## Problem requirements
Would you reproduce all of the entries exactly?

## Recorded data
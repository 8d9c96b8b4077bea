//! String-level path operations (no file system access).

/// Careful, this drops any empty segments, regardless whether at the
/// beginning, end or in the middle.
pub fn path_segments<'s>(s: &'s str) -> impl Iterator<Item = &'s str>
{
    s.split('/').filter(|s| !s.is_empty())
}

/// Collapses repeated slashes and drops a trailing one; a leading
/// slash is kept. Does not touch `.` or `..` segments.
pub fn normalize_path(s: &str) -> String {
    let mut res = String::with_capacity(s.len());
    if s.starts_with('/') {
        res.push('/');
    }
    let mut seen = false;
    for segment in path_segments(s) {
        if seen {
            res.push('/');
        }
        res.push_str(segment);
        seen = true;
    }
    res
}

/// If `path` lies inside directory `dir`, returns the part of `path`
/// after `dir/`. Both are expected to be normalized.
pub fn strip_dir_prefix<'p>(path: &'p str, dir: &str) -> Option<&'p str> {
    if dir == "/" {
        return path.strip_prefix('/')
    }
    path.strip_prefix(dir)?.strip_prefix('/')
}

/// `base/rest`, without doubling the slash if `base` ends in one.
pub fn join_path(base: &str, rest: &str) -> String {
    if base.ends_with('/') || base.is_empty() {
        format!("{base}{rest}")
    } else {
        format!("{base}/{rest}")
    }
}

#[cfg(test)]
mod tests {
    use super::*;

    #[test]
    fn t_normalize_path() {
        macro_rules! t {
            ($e:expr, $r:expr) => {
                assert_eq!(normalize_path($e), $r);
            }
        }
        t!("/a//b/", "/a/b");
        t!("a/b", "a/b");
        t!("/", "/");
        t!("", "");
        t!("@app//views", "@app/views");
        t!("/a/./b", "/a/./b"); // hmm, no canonicalization
    }

    #[test]
    fn t_strip_dir_prefix() {
        macro_rules! t {
            ($p:expr, $d:expr, $r:expr) => {
                assert_eq!(strip_dir_prefix($p, $d), $r);
            }
        }
        t!("/app/views/site/index.php", "/app/views", Some("site/index.php"));
        t!("/app/viewsx/index.php", "/app/views", None);
        t!("/app/views", "/app/views", None);
        t!("/x", "/", Some("x"));
    }

    #[test]
    fn t_join_path() {
        assert_eq!(join_path("/a", "b/c"), "/a/b/c");
        assert_eq!(join_path("/", "b"), "/b");
    }
}
use std::io::Write;

use anyhow::{Result, bail, anyhow};
use clap::Parser as ClapParser;
use thememap::{alias::AliasResolver,
               config::{Config, preferred_theme},
               warn::set_warnings};

#[derive(clap::Parser, Debug)]
/// Compile and inspect theme path maps.
struct Args {
    /// Action, one of "compile" (print the compiled path map of the
    /// theme as JSON), "lookup" (print the paths searched for PATH, in
    /// order, and the one that is used), "assets" (print the assets to
    /// register) or "themes" (list the registered themes, marking the one that
    /// would be used with `*`).
    #[clap(required(true))]
    action: String,

    /// The view file to look up, for "lookup"
    path: Option<String>,

    /// Configuration file (default: $THEMEMAP_CONFIG or thememap.json)
    #[clap(long)]
    config: Option<String>,

    /// The theme to use (default: $THEMEMAP_THEME or the default
    /// theme of the configuration)
    #[clap(long)]
    theme: Option<String>,

    /// Don't print warnings
    #[clap(long)]
    quiet: bool,
}

fn main() -> Result<()> {
    let args = Args::parse();
    set_warnings(! args.quiet);

    let config = Config::load_from_env(args.config.as_deref())?;
    let mut manager = config.into_manager()?;
    let mut outp = std::io::stdout().lock();

    let preferred = preferred_theme(args.theme.as_deref())?;

    if args.action == "themes" {
        let current = match &preferred {
            Some(name) if manager.has_theme(name) => Some(name.clone()),
            _ => manager.default_theme().map(|s| s.to_string()),
        };
        for name in manager.theme_names() {
            let theme = manager.get_theme(name).ok_or_else(
                || anyhow!("theme {name:?} vanished"))?;
            let mark = if Some(name) == current.as_deref() { "*" } else { " " };
            writeln!(&mut outp, "{mark} {name}\t{}", theme.label)?;
        }
        return Ok(())
    }

    if let Some(name) = &preferred {
        if ! manager.has_theme(name) {
            bail!("unknown theme {name:?}")
        }
    }
    manager.bootstrap(preferred.as_deref())?;

    match &*args.action {
        "compile" => {
            let theme = manager.theme()?;
            serde_json::to_writer_pretty(&mut outp, theme.compiled_path_map()?)?;
            writeln!(&mut outp)?;
        }
        "lookup" => {
            let path = args.path.as_ref().ok_or_else(
                || anyhow!("need PATH argument for lookup"))?;
            let path = manager.aliases.resolve_alias(path)?;
            let theme = manager.theme()?;
            let compiled = theme.compiled_path_map()?;
            for candidate in compiled.candidates(&path) {
                writeln!(&mut outp, "  {candidate}")?;
            }
            writeln!(&mut outp, "{}", compiled.apply_to(&path))?;
        }
        "assets" => {
            for asset in manager.assets()? {
                writeln!(&mut outp, "{asset}")?;
            }
        }
        _ => bail!("unknown action {:?}", args.action)
    }
    Ok(())
}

## Response to this task
repository 8d9c96b8b4077bea
//! String-level path operations (no file system access).

/// Careful, this drops any empty segments, regardless whether at the
/// beginning, end or in the middle.
pub fn path_segments<'s>(s: &'s str) -> impl Iterator<Item = &'s str>
{
    s.split('/').filter(|s| !s.is_empty())
}

/// Collapses repeated slashes and drops a trailing one; a leading
/// slash is kept. Does not touch `.` or `..` segments.
pub fn normalize_path(s: &str) -> String {
    let mut res = String::with_capacity(s.len());
    if s.starts_with('/') {
        res.push('/');
    }
    let mut seen = false;
    for segment in path_segments(s) {
        if seen {
            res.push('/');
        }
        res.push_str(segment);
        seen = true;
    }
    res
}

/// If `path` lies inside directory `dir`, returns the part of `path`
/// after `dir/`. Both are expected to be normalized.
pub fn strip_dir_prefix<'p>(path: &'p str, dir: &str) -> Option<&'p str> {
    if dir == "/" {
        return path.strip_prefix('/')
    }
    path.strip_prefix(dir)?.strip_prefix('/')
}

/// `base/rest`, without doubling the slash if `base` ends in one.
pub fn join_path(base: &str, rest: &str) -> String {
    if base.ends_with('/') || base.is_empty() {
        format!("{base}{rest}")
    } else {
        format!("{base}/{rest}")
    }
}

#[cfg(test)]
mod tests {
    use super::*;

    #[test]
    fn t_normalize_path() {
        macro_rules! t {
            ($e:expr, $r:expr) => {
                assert_eq!(normalize_path($e), $r);
            }
        }
        t!("/a//b/", "/a/b");
        t!("a/b", "a/b");
        t!("/", "/");
        t!("", "");
        t!("@app//views", "@app/views");
        t!("/a/./b", "/a/./b"); // hmm, no canonicalization
    }

    #[test]
    fn t_strip_dir_prefix() {
        macro_rules! t {
            ($p:expr, $d:expr, $r:expr) => {
                assert_eq!(strip_dir_prefix($p, $d), $r);
            }
        }
        t!("/app/views/site/index.php", "/app/views", Some("site/index.php"));
        t!("/app/viewsx/index.php", "/app/views", None);
        t!("/app/views", "/app/views", None);
        t!("/x", "/", Some("x"));
    }

    #[test]
    fn t_join_path() {
        assert_eq!(join_path("/a", "b/c"), "/a/b/c");
        assert_eq!(join_path("/", "b"), "/b");
    }
}
use std::io::Write;

use anyhow::{Result, bail, anyhow};
use clap::Parser as ClapParser;
use thememap::{alias::AliasResolver,
               config::{Config, preferred_theme},
               warn::set_warnings};

#[derive(clap::Parser, Debug)]
/// Compile and inspect theme path maps.
struct Args {
    /// Action, one of "compile" (print the compiled path map of the
    /// theme as JSON), "lookup" (print the paths searched for PATH, in
    /// order, and the one that is used), "assets" (print the assets to
    /// register) or "themes" (list the registered themes, marking the one that
    /// would be used with `*`).
    #[clap(required(true))]
    action: String,

    /// The view file to look up, for "lookup"
    path: Option<String>,

    /// Configuration file (default: $THEMEMAP_CONFIG or thememap.json)
    #[clap(long)]
    config: Option<String>,

    /// The theme to use (default: $THEMEMAP_THEME or the default
    /// theme of the configuration)
    #[clap(long)]
    theme: Option<String>,

    /// Don't print warnings
    #[clap(long)]
    quiet: bool,
}

fn main() -> Result<()> {
    let args = Args::parse();
    set_warnings(! args.quiet);

    let config = Config::load_from_env(args.config.as_deref())?;
    let mut manager = config.into_manager()?;
    let mut outp = std::io::stdout().lock();

    let preferred = preferred_theme(args.theme.as_deref())?;

    if args.action == "themes" {
        let current = match &preferred {
            Some(name) if manager.has_theme(name) => Some(name.clone()),
            _ => manager.default_theme().map(|s| s.to_string()),
        };
        for name in manager.theme_names() {
            let theme = manager.get_theme(name).ok_or_else(
                || anyhow!("theme {name:?} vanished"))?;
            let mark = if Some(name) == current.as_deref() { "*" } else { " " };
            writeln!(&mut outp, "{mark} {name}\t{}", theme.label)?;
        }
        return Ok(())
    }

    if let Some(name) = &preferred {
        if ! manager.has_theme(name) {
            bail!("unknown theme {name:?}")
        }
    }
    manager.bootstrap(preferred.as_deref())?;

    match &*args.action {
        "compile" => {
            let theme = manager.theme()?;
            serde_json::to_writer_pretty(&mut outp, theme.compiled_path_map()?)?;
            writeln!(&mut outp)?;
        }
        "lookup" => {
            let path = args.path.as_ref().ok_or_else(
                || anyhow!("need PATH argument for lookup"))?;
            let path = manager.aliases.resolve_alias(path)?;
            let theme = manager.theme()?;
            let compiled = theme.compiled_path_map()?;
            for candidate in compiled.candidates(&path) {
                writeln!(&mut outp, "  {candidate}")?;
            }
            writeln!(&mut outp, "{}", compiled.apply_to(&path))?;
        }
        "assets" => {
            for asset in manager.assets()? {
                writeln!(&mut outp, "{asset}")?;
            }
        }
        _ => bail!("unknown action {:?}", args.action)
    }
    Ok(())
}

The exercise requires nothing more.